I love this question, though there is no single answer. There are great prose stylists like Graham Greene and Toni Morrison, but you’d never mistake one for the other. Ray Bradbury and Ramsey Campbell, Arundhati Roy and Ben Okri. All so different and yet, such profound stylists. So I think the key to great prose is just that the author makes language feel fresh in a way that is distinctive and personal. This might mean they’re lush and complex, or clear and direct in a way that makes moments vivid. What’s even more amazing, to me, is that language itself is so flexible, and renewable. No matter the language, anywhere in the world, people have likely been using it for a damn long time. And still someone can find a way to string those characters together and make it feel utterly new.
People often discuss some of your work as being a response to or critique of Lovecraft. Is there a similar relationship between Lone Women and westerns, or other kinds of narratives?
I think of most of my recent novels as being a more purposeful reimagining of some trope or literary system (for lack of some better term) that I find limiting. My novella, The Ballad of Black Tom, was a kind of critique of Lovecraft and the particular limitations of his ability to imagine complex lives for the non-white, non-male characters who might inhabit his tales. My previous novel, The Changeling, was a chance to reexamine various fairy tales, particularly the fairy tale that falling in love, getting married, and having a child is the path toward a “happily ever after” kind of life.
Lone Women does fall into something of that pattern, in particular the trope of the western frontier and the narrative—maintained in so much historical fiction and entertainment—that the west was white. That it was solely the domain of men and that many of the political and cultural wars we’re fighting now are somehow new. They aren’t.
What were the most challenging things about writing this book, and how did you deal with those challenges?
The book takes place in Montana in 1915, and I’ve only been to the state a handful of times. I don’t have family who lived there, though I have friends I was able to talk with, some who are newer transplants and some who have family going back generations. I tapped into those resources, their stories and lived histories, even as I dreamed up history all my own.
Also, the main cast of the story are all women, and I am not one. Some aspects of life maybe be universal—maybe—but most are not. So many factors of one’s background, one’s identity, shape how each of us experience the world. I had a few close readers—women I respect and admire—give me reads of my book, my plans for the narrative here or there; my wife was my best reader in that regard. Overall, I didn’t assume I had to create this book entirely by myself. One never does. One way or another, the world is always your co-author.
When you think about this narrative, the writing process, the story, and you look back on it all, what are you most proud of with this book, and why?
This book is probably the farthest, in so many ways, from my own lived experience. I didn’t have as much of my personal history to fall back on or mine. I’ve been so gratified by the fact that readers have simply believed in Adelaide and the other Lone Women, that their interior lives are rich and complex, that their trials are real and their triumphs are earned.
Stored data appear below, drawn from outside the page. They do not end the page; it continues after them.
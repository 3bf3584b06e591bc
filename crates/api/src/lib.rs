//! Varia API server library.
//!
//! Exposes the serving layer (config, state, error handling, routes,
//! WebSocket infrastructure, upload dispatch and progress relay) so
//! integration tests and the binary entrypoint can both access them.

pub mod auth;
pub mod config;
pub mod engine;
pub mod error;
pub mod handlers;
pub mod middleware;
pub mod router;
pub mod routes;
pub mod state;
pub mod ws;
//! Relay from the local progress bus to WebSocket sessions.
//!
//! Each [`SessionEvent`] on the bus is serialised to its wire form and sent
//! to the connection registered for its session. Events for sessions that
//! are not connected to this process are dropped.

use std::sync::Arc;

use axum::extract::ws::Message;
use tokio::sync::broadcast;
use tokio_util::sync::CancellationToken;
use varia_core::progress::SessionEvent;

use crate::ws::WsManager;

/// Forwards progress events to their owning WebSocket connection.
pub struct ProgressRelay {
    ws_manager: Arc<WsManager>,
}

impl ProgressRelay {
    pub fn new(ws_manager: Arc<WsManager>) -> Self {
        Self { ws_manager }
    }

    /// Run until the bus closes or the cancellation token is triggered.
    pub async fn run(
        self,
        mut receiver: broadcast::Receiver<SessionEvent>,
        cancel: CancellationToken,
    ) {
        loop {
            tokio::select! {
                _ = cancel.cancelled() => {
                    tracing::info!("Progress relay shutting down");
                    break;
                }
                received = receiver.recv() => match received {
                    Ok(envelope) => self.deliver(envelope).await,
                    Err(broadcast::error::RecvError::Lagged(n)) => {
                        tracing::warn!(skipped = n, "Progress relay lagged");
                    }
                    Err(broadcast::error::RecvError::Closed) => {
                        tracing::info!("Progress bus closed, relay shutting down");
                        break;
                    }
                },
            }
        }
    }

    async fn deliver(&self, envelope: SessionEvent) {
        let SessionEvent { session_id, event } = envelope;
        let payload = match serde_json::to_string(&event) {
            Ok(payload) => payload,
            Err(e) => {
                tracing::error!(error = %e, session_id = %session_id, "Failed to encode progress event");
                return;
            }
        };

        if self
            .ws_manager
            .send_to_session(&session_id, Message::Text(payload.into()))
            .await
        {
            tracing::debug!(session_id = %session_id, kind = event.kind(), "Progress event delivered");
        } else {
            tracing::debug!(
                session_id = %session_id,
                kind = event.kind(),
                "No live connection for session, dropping progress event",
            );
        }
    }
}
I’m immensely proud of that.
Readers will have reviews and blurbs and even interviews, but what do you really want folks to know about Lone Women? What is important about this one for you?
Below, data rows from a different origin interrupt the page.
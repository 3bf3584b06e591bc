//! JWT access-token generation and validation.
//!
//! Access tokens are HS256-signed JWTs containing a [`Claims`] payload.
//! They are issued by the account service that shares `JWT_SECRET`; this
//! server only needs to validate them.

use jsonwebtoken::{decode, encode, DecodingKey, EncodingKey, Header, Validation};
use serde::{Deserialize, Serialize};
use uuid::Uuid;
use varia_core::types::DbId;

/// JWT claims embedded in every access token.
#[derive(Debug, Serialize, Deserialize, Clone)]
pub struct Claims {
    /// Subject -- the user's id, which also names their storage namespace.
    pub sub: DbId,
    /// Expiration time (UTC Unix timestamp).
    pub exp: i64,
    /// Issued-at time (UTC Unix timestamp).
    pub iat: i64,
    /// Unique token identifier (UUID v4).
    pub jti: String,
}

/// Configuration for JWT token generation and validation.
#[derive(Debug, Clone)]
pub struct JwtConfig {
    /// HMAC-SHA256 secret used to sign and verify tokens.
    pub secret: String,
    /// Access token lifetime in minutes (default: 60).
    pub access_token_expiry_mins: i64,
}

/// Default access token expiry in minutes.
const DEFAULT_ACCESS_EXPIRY_MINS: i64 = 60;

impl JwtConfig {
    /// Load JWT configuration from environment variables.
    ///
    /// | Env Var                  | Required | Default |
    /// |--------------------------|----------|---------|
    /// | `JWT_SECRET`             | **yes**  | --      |
    /// | `JWT_ACCESS_EXPIRY_MINS` | no       | `60`    |
    ///
    /// # Panics
    ///
    /// Panics if `JWT_SECRET` is not set or is empty.
    pub fn from_env() -> Self {
        let secret =
            std::env::var("JWT_SECRET").expect("JWT_SECRET must be set in the environment");
        assert!(!secret.is_empty(), "JWT_SECRET must not be empty");

        let access_token_expiry_mins: i64 = std::env::var("JWT_ACCESS_EXPIRY_MINS")
            .unwrap_or_else(|_| DEFAULT_ACCESS_EXPIRY_MINS.to_string())
            .parse()
            .expect("JWT_ACCESS_EXPIRY_MINS must be a valid i64");

        Self {
            secret,
            access_token_expiry_mins,
        }
    }
}

/// Generate an HS256 access token for the given user.
pub fn generate_access_token(
    user_id: DbId,
    config: &JwtConfig,
) -> Result<String, jsonwebtoken::errors::Error> {
    let now = chrono::Utc::now().timestamp();
    let exp = now + config.access_token_expiry_mins * 60;

    let claims = Claims {
        sub: user_id,
        exp,
        iat: now,
        jti: Uuid::new_v4().to_string(),
    };

    encode(
        &Header::default(), // HS256
        &claims,
        &EncodingKey::from_secret(config.secret.as_bytes()),
    )
}

/// Validate and decode an access token, returning the embedded [`Claims`].
///
/// Validates the signature and expiration.
pub fn validate_token(
    token: &str,
    config: &JwtConfig,
) -> Result<Claims, jsonwebtoken::errors::Error> {
    let token_data = decode::<Claims>(
        token,
        &DecodingKey::from_secret(config.secret.as_bytes()),
        &Validation::default(), // HS256, validates exp
    )?;
    Ok(token_data.claims)
}

#[cfg(test)]
mod tests {
    use super::*;

    fn config() -> JwtConfig {
        JwtConfig {
            secret: "unit-test-secret".into(),
            access_token_expiry_mins: 5,
        }
    }

    #[test]
    fn issued_token_validates() {
        let token = generate_access_token(42, &config()).unwrap();
        let claims = validate_token(&token, &config()).unwrap();
        assert_eq!(claims.sub, 42);
        assert!(claims.exp > claims.iat);
    }

    #[test]
    fn token_signed_with_other_secret_is_rejected() {
        let token = generate_access_token(42, &config()).unwrap();
        let other = JwtConfig {
            secret: "different".into(),
            ..config()
        };
        assert!(validate_token(&token, &other).is_err());
    }

    #[test]
    fn expired_token_is_rejected() {
        let expired = JwtConfig {
            access_token_expiry_mins: -10,
            ..config()
        };
        let token = generate_access_token(42, &expired).unwrap();
        assert!(validate_token(&token, &config()).is_err());
    }
}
More than anything, I want this to be a big, exciting, moving adventure. After that, I want to do what so many great writers have done with stories set in the past—to make a time people assume they know everything about become surprising and revelatory all over again.
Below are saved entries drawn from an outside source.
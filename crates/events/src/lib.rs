//! Progress delivery for variation batches.
//!
//! - [`ProgressPublisher`] -- the fire-and-forget `publish(session, event)`
//!   capability the job executor depends on.
//! - [`ProgressBus`] -- in-process publish/subscribe hub backed by
//!   `tokio::sync::broadcast`.
//! - [`postgres`] -- cross-process transport over Postgres `NOTIFY`, used
//!   when workers and the serving process are separate.

pub mod bus;
pub mod postgres;
pub mod publisher;

pub use bus::ProgressBus;
pub use postgres::{PgNotifyPublisher, PgProgressListener, PROGRESS_CHANNEL};
pub use publisher::ProgressPublisher;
What else are you working on now? What do you have out or coming up that readers should know about?
We’ve adapted my novel, The Changeling, for Apple TV, and we’re well into post-production. Hopefully it will be airing this fall, 2023, so keep an eye out for that. It’s got an amazing cast, and I had the chance to serve as an executive producer on the show, so I was on set for shooting the whole season. The team has put together something amazing. I can’t wait for folks to see it.